DIRECTIONS: From the data below, set down exactly the lines between the one holding "fn fmt(&self, f: &mut" and the one holding "ensures the schema", inclusive, and no others.

Saved data entries

---------------

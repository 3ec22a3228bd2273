//! Persistence for finished downloads.
//!
//! One row per video in the `videos` table. The orchestrator only ever
//! inserts; rows disappear through explicit library deletion.

use std::path::Path;

use anyhow::{Context, Result};
use async_trait::async_trait;
use chrono::{DateTime, Utc};
use libsql::{Builder, Connection, Row, params};
use serde::{Deserialize, Serialize};
use uuid::Uuid;

pub const DEFAULT_TITLE: &str = "Untitled Video";
pub const DEFAULT_WIDTH: i64 = 1280;
pub const DEFAULT_HEIGHT: i64 = 720;

/// A downloaded video as stored in the database and exposed to the API.
///
/// `id` is the id of the job that produced the file, so the file on disk is
/// always `{id}.mp4`.
#[derive(Debug, Clone, PartialEq, Serialize, Deserialize)]
#[serde(rename_all = "camelCase")]
pub struct VideoRecord {
    pub id: Uuid,
    pub title: String,
    pub original_url: String,
    pub filename: String,
    /// Public path of the stored thumbnail, empty when none was fetched.
    #[serde(default)]
    pub thumbnail_url: String,
    pub created_at: DateTime<Utc>,
    pub width: i64,
    pub height: i64,
}

impl VideoRecord {
    pub fn video_filename(id: Uuid) -> String {
        format!("{id}.mp4")
    }
}

/// Storage seam used by the orchestrator and the library service.
#[async_trait]
pub trait VideoRepository: Send + Sync {
    async fn create(&self, record: &VideoRecord) -> Result<()>;

    /// Every record, newest first.
    async fn find_all(&self) -> Result<Vec<VideoRecord>>;

    async fn find_by_id(&self, id: Uuid) -> Result<Option<VideoRecord>>;

    /// Returns whether a row was removed.
    async fn delete(&self, id: Uuid) -> Result<bool>;
}

async fn configure_connection(conn: &Connection) -> Result<()> {
    conn.execute_batch(
        r#"
        PRAGMA journal_mode=WAL;
        PRAGMA synchronous=NORMAL;
        "#,
    )
    .await?;
    Ok(())
}

async fn ensure_schema(conn: &Connection) -> Result<()> {
    conn.execute_batch(
        r#"
        CREATE TABLE IF NOT EXISTS videos (
            id TEXT PRIMARY KEY,
            title TEXT NOT NULL,
            originalUrl TEXT NOT NULL,
            filename TEXT NOT NULL,
            thumbnailUrl TEXT,
            createdAt TEXT NOT NULL,
            width INTEGER,
            height INTEGER
        );

        CREATE INDEX IF NOT EXISTS idx_videos_createdAt ON videos (createdAt);
        "#,
    )
    .await?;
    Ok(())
}

/// libsql-backed repository.
#[derive(Clone)]
pub struct VideoStore {
    conn: Connection,
}

impl std::fmt::Debug for VideoStore {
    fn fmt(&self, f: &mut std::fmt::Formatter<'_>) -> std::fmt::Result {
        f.debug_struct("VideoStore").finish_non_exhaustive()
    }
}

impl VideoStore {
    /// Opens (and if necessary creates) the database and ensures the schema
    /// exists.
    pub async fn open(path: &Path) -> Result<Self> {
        if let Some(parent) = path.parent() {
            std::fs::create_dir_all(parent)
                .with_context(|| format!("creating database directory {}", parent.display()))?;
        }

        let db = Builder::new_local(path)
            .build()
            .await
            .with_context(|| format!("opening database {}", path.display()))?;
        let conn = db.connect()?;
        configure_connection(&conn).await?;
        ensure_schema(&conn).await?;
        Ok(Self { conn })
    }
}

#[async_trait]
impl VideoRepository for VideoStore {
    async fn create(&self, record: &VideoRecord) -> Result<()> {
        self.conn
            .execute(
                r#"
                INSERT INTO videos (
                    id, title, originalUrl, filename, thumbnailUrl, createdAt, width, height
                ) VALUES (?1, ?2, ?3, ?4, ?5, ?6, ?7, ?8)
                "#,
                params![
                    record.id.to_string(),
                    record.title.as_str(),
                    record.original_url.as_str(),
                    record.filename.as_str(),
                    record.thumbnail_url.as_str(),
                    record.created_at.to_rfc3339(),
                    record.width,
                    record.height,
                ],
            )
            .await
            .with_context(|| format!("inserting video {}", record.id))?;
        Ok(())
    }

    async fn find_all(&self) -> Result<Vec<VideoRecord>> {
        let stmt = self
            .conn
            .prepare(
                r#"
                SELECT id, title, originalUrl, filename, thumbnailUrl, createdAt, width, height
                FROM videos
                ORDER BY createdAt DESC, rowid DESC
                "#,
            )
            .await?;

        let mut rows = stmt.query(params![]).await?;
        let mut records = Vec::new();
        while let Some(row) = rows.next().await? {
            records.push(row_to_video_record(&row)?);
        }
        Ok(records)
    }

    async fn find_by_id(&self, id: Uuid) -> Result<Option<VideoRecord>> {
        let stmt = self
            .conn
            .prepare(
                r#"
                SELECT id, title, originalUrl, filename, thumbnailUrl, createdAt, width, height
                FROM videos
                WHERE id = ?1
                "#,
            )
            .await?;

        let mut rows = stmt.query([id.to_string()]).await?;
        match rows.next().await? {
            Some(row) => Ok(Some(row_to_video_record(&row)?)),
            None => Ok(None),
        }
    }

    async fn delete(&self, id: Uuid) -> Result<bool> {
        let changed = self
            .conn
            .execute("DELETE FROM videos WHERE id = ?1", [id.to_string()])
            .await
            .with_context(|| format!("deleting video {id}"))?;
        Ok(changed > 0)
    }
}

/// Column order must match the SELECT statements above.
fn row_to_video_record(row: &Row) -> Result<VideoRecord> {
    let id: String = row.get(0)?;
    let created_at: String = row.get(5)?;
    let thumbnail_url: Option<String> = row.get(4)?;
    let width: Option<i64> = row.get(6)?;
    let height: Option<i64> = row.get(7)?;

    Ok(VideoRecord {
        id: Uuid::parse_str(&id).with_context(|| format!("parsing stored id {id}"))?,
        title: row.get(1)?,
        original_url: row.get(2)?,
        filename: row.get(3)?,
        thumbnail_url: thumbnail_url.unwrap_or_default(),
        created_at: DateTime::parse_from_rfc3339(&created_at)
            .with_context(|| format!("parsing stored timestamp {created_at}"))?
            .with_timezone(&Utc),
        width: width.unwrap_or(DEFAULT_WIDTH),
        height: height.unwrap_or(DEFAULT_HEIGHT),
    })
}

---------------

ANSWER TO THIS EXERCISE:
    fn fmt(&self, f: &mut std::fmt::Formatter<'_>) -> std::fmt::Result {
        f.debug_struct("VideoStore").finish_non_exhaustive()
    }
}

impl VideoStore {
    /// Opens (and if necessary creates) the database and ensures the schema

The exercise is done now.